Many high-yielding dividend stocks have embraced a monthly pay approach, which is fantastic news for retirees.
Sure, it isn’t that hard to budget for quarterly dividends, but it’s nice to have cash flow coming in each and every month in case of an emergency or even to take advantage of a good short-term deal on something.
Besides, most of our bills are paid monthly. The electric, gas, and water companies all expect to be paid each month. Most employees are paid at least monthly, with many being paid semi-monthly or even bi-weekly.
In other words, it’s good to stuff your portfolio full of stocks that pay monthly dividends.
Let’s take a closer look at one of my favourite monthly dividend stocks, a specialty finance company offering a whopping 8.5% yield.
A special kind of investor
Alaris Royalty Corp (TSX:AD) has a niche role in the financial markets. The company makes preferred share equity investments in private companies in old-school sectors looking for capital.
This combines the best of both worlds for both Alaris and its investors. Alaris secures a succulent yield from its partners, a payout that enjoys a similar protection level to debt. The payout is then adjusted upwards if the underlying company succeeds in growing its top line revenues.
The partner also retains the right to buy out Alaris’s preferred shares, but usually at a big premium to the original investment price.
This combines to give Alaris equity-level returns with the kind of security you typically see with debt. It’s a good combination.
Let’s look at one of Alaris’s recent deals as an example. The company recently invested $70 million into Amur Financial, a Canadian-based specialty lender and alternative finance company.
In exchange for this investment, Alaris will get $20 million in Amur common shares and $50 million worth of debt and preferred shares with a yield of 13%. No, that isn’t a typo. Alaris regularly negotiates deals with that type of yield.
Today, Alaris has 17 different partners, with more than 80% of its revenue coming from the United States. Large chunks of its portfolio is invested in the industrial products, consumer products. and business services categories of the economy.
Apart from its 17 partners, Alaris has also completed 13 different investments. Not every one of of these has worked out, but the firm has generated a 73% return on these positions on average — exactly the type of track record shareholders want to see.
Alaris continues to grow, with investments of $170 million into various businesses so far in 2019 and averaging $150 million in investments annually over the last five years.
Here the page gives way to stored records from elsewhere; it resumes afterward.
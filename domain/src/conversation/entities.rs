//! Conversation domain entities

use crate::core::error::DomainError;
use crate::core::question::Question;
use crate::health::{GREETING, Topic};
use chrono::{DateTime, Utc};
use serde::{Deserialize, Serialize};

/// Sequential message identifier, unique within one conversation
#[derive(Debug, Clone, Copy, PartialEq, Eq, PartialOrd, Ord, Hash, Serialize, Deserialize)]
#[serde(transparent)]
pub struct MessageId(u64);

impl MessageId {
    pub fn value(&self) -> u64 {
        self.0
    }
}

impl std::fmt::Display for MessageId {
    fn fmt(&self, f: &mut std::fmt::Formatter<'_>) -> std::fmt::Result {
        write!(f, "{}", self.0)
    }
}

/// Who wrote a message
#[derive(Debug, Clone, Copy, PartialEq, Eq, Serialize, Deserialize)]
#[serde(rename_all = "lowercase")]
pub enum Sender {
    User,
    Assistant,
}

impl Sender {
    pub fn as_str(&self) -> &'static str {
        match self {
            Sender::User => "user",
            Sender::Assistant => "assistant",
        }
    }
}

/// Category tag carried by assistant messages
#[derive(Debug, Clone, Copy, PartialEq, Eq, Serialize, Deserialize)]
#[serde(rename_all = "snake_case", tag = "kind", content = "topic")]
pub enum MessageCategory {
    /// The seeded opening message
    Greeting,
    /// A classified reply
    Reply(Topic),
    /// Fallback after a failed response
    Apology,
}

/// A message in a conversation (Entity)
///
/// Immutable once created: every field is set at append time.
#[derive(Debug, Clone, PartialEq, Eq, Serialize, Deserialize)]
pub struct Message {
    id: MessageId,
    content: String,
    sender: Sender,
    timestamp: DateTime<Utc>,
    #[serde(default, skip_serializing_if = "Option::is_none")]
    category: Option<MessageCategory>,
}

impl Message {
    pub fn id(&self) -> MessageId {
        self.id
    }

    pub fn content(&self) -> &str {
        &self.content
    }

    pub fn sender(&self) -> Sender {
        self.sender
    }

    pub fn timestamp(&self) -> DateTime<Utc> {
        self.timestamp
    }

    pub fn category(&self) -> Option<MessageCategory> {
        self.category
    }

    pub fn is_user(&self) -> bool {
        self.sender == Sender::User
    }
}

/// Whether the conversation is waiting on a reply
#[derive(Debug, Clone, Copy, PartialEq, Eq, Serialize, Deserialize)]
#[serde(rename_all = "lowercase")]
pub enum SessionState {
    Idle,
    Pending,
}

/// An append-only health conversation (Entity)
///
/// Starts with exactly one assistant greeting. Each exchange appends one
/// user message, flips to [`SessionState::Pending`], and is closed by
/// exactly one assistant message. A new exchange cannot begin while one is
/// pending.
#[derive(Debug, Clone)]
pub struct Conversation {
    messages: Vec<Message>,
    pending: bool,
    staged_input: String,
    next_id: u64,
}

impl Conversation {
    /// Create a conversation seeded with the greeting (id 1)
    pub fn new(now: DateTime<Utc>) -> Self {
        let mut conversation = Self {
            messages: Vec::new(),
            pending: false,
            staged_input: String::new(),
            next_id: 1,
        };
        conversation.append(
            GREETING.to_string(),
            Sender::Assistant,
            Some(MessageCategory::Greeting),
            now,
        );
        conversation
    }

    pub fn messages(&self) -> &[Message] {
        &self.messages
    }

    pub fn last_message(&self) -> Option<&Message> {
        self.messages.last()
    }

    pub fn is_pending(&self) -> bool {
        self.pending
    }

    pub fn state(&self) -> SessionState {
        if self.pending {
            SessionState::Pending
        } else {
            SessionState::Idle
        }
    }

    pub fn staged_input(&self) -> &str {
        &self.staged_input
    }

    /// Replace the staged input without submitting it
    pub fn stage(&mut self, text: impl Into<String>) {
        self.staged_input = text.into();
    }

    /// Take the staged input, leaving it empty
    pub fn take_staged_input(&mut self) -> String {
        std::mem::take(&mut self.staged_input)
    }

    /// Start an exchange by appending the user's message.
    ///
    /// Fails without touching any state when a reply is already pending or
    /// the text is blank. On success the staged input is cleared.
    pub fn begin_exchange(
        &mut self,
        text: &str,
        now: DateTime<Utc>,
    ) -> Result<&Message, DomainError> {
        if self.pending {
            return Err(DomainError::ResponsePending);
        }
        let question = Question::try_new(text).ok_or(DomainError::EmptyMessage)?;

        self.pending = true;
        self.staged_input.clear();
        Ok(self.append(question.into_content(), Sender::User, None, now))
    }

    /// Close the pending exchange with the assistant's reply
    pub fn complete_exchange(
        &mut self,
        content: impl Into<String>,
        category: MessageCategory,
        now: DateTime<Utc>,
    ) -> Result<&Message, DomainError> {
        if !self.pending {
            return Err(DomainError::NoPendingResponse);
        }
        self.pending = false;
        Ok(self.append(content.into(), Sender::Assistant, Some(category), now))
    }

    fn append(
        &mut self,
        content: String,
        sender: Sender,
        category: Option<MessageCategory>,
        timestamp: DateTime<Utc>,
    ) -> &Message {
        let id = MessageId(self.next_id);
        self.next_id += 1;
        self.messages.push(Message {
            id,
            content,
            sender,
            timestamp,
            category,
        });
        &self.messages[self.messages.len() - 1]
    }
}

#[cfg(test)]
mod tests {
    use super::*;
    use chrono::TimeZone;

    fn at(secs: i64) -> DateTime<Utc> {
        Utc.timestamp_opt(1_700_000_000 + secs, 0).unwrap()
    }

    #[test]
    fn test_new_conversation_has_greeting() {
        let conversation = Conversation::new(at(0));
        assert_eq!(conversation.messages().len(), 1);

        let greeting = &conversation.messages()[0];
        assert_eq!(greeting.id().value(), 1);
        assert_eq!(greeting.sender(), Sender::Assistant);
        assert_eq!(greeting.content(), GREETING);
        assert_eq!(greeting.category(), Some(MessageCategory::Greeting));
        assert_eq!(conversation.state(), SessionState::Idle);
    }

    #[test]
    fn test_exchange_cycle() {
        let mut conversation = Conversation::new(at(0));

        let user = conversation
            .begin_exchange("  How to manage period pain?  ", at(1))
            .unwrap()
            .clone();
        assert_eq!(user.id().value(), 2);
        assert_eq!(user.content(), "How to manage period pain?");
        assert!(user.is_user());
        assert!(user.category().is_none());
        assert!(conversation.is_pending());

        let reply = conversation
            .complete_exchange(
                Topic::Menstruation.response(),
                MessageCategory::Reply(Topic::Menstruation),
                at(3),
            )
            .unwrap()
            .clone();
        assert_eq!(reply.id().value(), 3);
        assert_eq!(reply.sender(), Sender::Assistant);
        assert_eq!(reply.timestamp(), at(3));
        assert!(!conversation.is_pending());
    }

    #[test]
    fn test_blank_submission_rejected() {
        let mut conversation = Conversation::new(at(0));
        conversation.stage("draft");

        assert_eq!(
            conversation.begin_exchange("   ", at(1)).unwrap_err(),
            DomainError::EmptyMessage
        );
        assert_eq!(conversation.messages().len(), 1);
        assert!(!conversation.is_pending());
        assert_eq!(conversation.staged_input(), "draft");
    }

    #[test]
    fn test_submission_while_pending_rejected() {
        let mut conversation = Conversation::new(at(0));
        conversation.begin_exchange("hygiene tips", at(1)).unwrap();

        assert_eq!(
            conversation
                .begin_exchange("another question", at(2))
                .unwrap_err(),
            DomainError::ResponsePending
        );
        assert_eq!(conversation.messages().len(), 2);
        assert!(conversation.is_pending());
    }

    #[test]
    fn test_complete_without_pending_fails() {
        let mut conversation = Conversation::new(at(0));
        let err = conversation
            .complete_exchange("hi", MessageCategory::Apology, at(1))
            .unwrap_err();
        assert_eq!(err, DomainError::NoPendingResponse);
        assert_eq!(conversation.messages().len(), 1);
    }

    #[test]
    fn test_ids_strictly_increasing() {
        let mut conversation = Conversation::new(at(0));
        for i in 0..3 {
            conversation.begin_exchange("mood", at(i * 2 + 1)).unwrap();
            conversation
                .complete_exchange(
                    Topic::Mood.response(),
                    MessageCategory::Reply(Topic::Mood),
                    at(i * 2 + 2),
                )
                .unwrap();
        }
        let ids: Vec<u64> = conversation.messages().iter().map(|m| m.id().value()).collect();
        assert_eq!(ids, vec![1, 2, 3, 4, 5, 6, 7]);
    }

    #[test]
    fn test_successful_submission_clears_staged_input() {
        let mut conversation = Conversation::new(at(0));
        conversation.stage("Basic hygiene questions");
        let staged = conversation.staged_input().to_string();
        conversation.begin_exchange(&staged, at(1)).unwrap();
        assert_eq!(conversation.staged_input(), "");
    }

    #[test]
    fn test_take_staged_input() {
        let mut conversation = Conversation::new(at(0));
        conversation.stage("Understanding mood changes");
        assert_eq!(conversation.take_staged_input(), "Understanding mood changes");
        assert_eq!(conversation.staged_input(), "");
    }

    #[test]
    fn test_message_serialization() {
        let conversation = Conversation::new(at(0));
        let json = serde_json::to_value(&conversation.messages()[0]).unwrap();
        assert_eq!(json["id"], 1);
        assert_eq!(json["sender"], "assistant");
        assert_eq!(json["category"]["kind"], "greeting");
    }
}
Since its inception, the organization has invested more than $1.3 billion into various businesses. Despite this clout, however, the company remains a lean operator with just 14 employees in its Calgary-based head office.
What about the dividend?
Alaris offers an 8.5% monthly dividend yield, a payout the high yield naysayers immediately say is unsafe. But is that really true?
Let’s look at the company’s dividend history first. Alaris has not only maintained its dividend since 2009, but it has raised the payout 11 times since. Its most recent dividend hike was back in 2018.
The payout also looks very sustainable on a going-forward basis, too. Alaris projects it’ll earn $1.96 in cash flow from operations in 2019. It pays an annual dividend of $1.65 per share for a payout ratio in the 84% range, which gives us plenty of wiggle room.
In fact, I wouldn’t be surprised if another dividend hike is in the cards for 2020, especially if the company can put some more capital to work.
The bottom line
Alaris is the perfect stock to add to your portfolio for a little extra income. It even comes with upside potential; shares trade under $20 today, well under all-time highs of $36.
You don’t need to worry about the sustainability of the payout, either. Alaris’ portfolio is stuffed with conservative companies that will weather the next recession well. The only thing left to do is sit back, relax, and collect your dividends.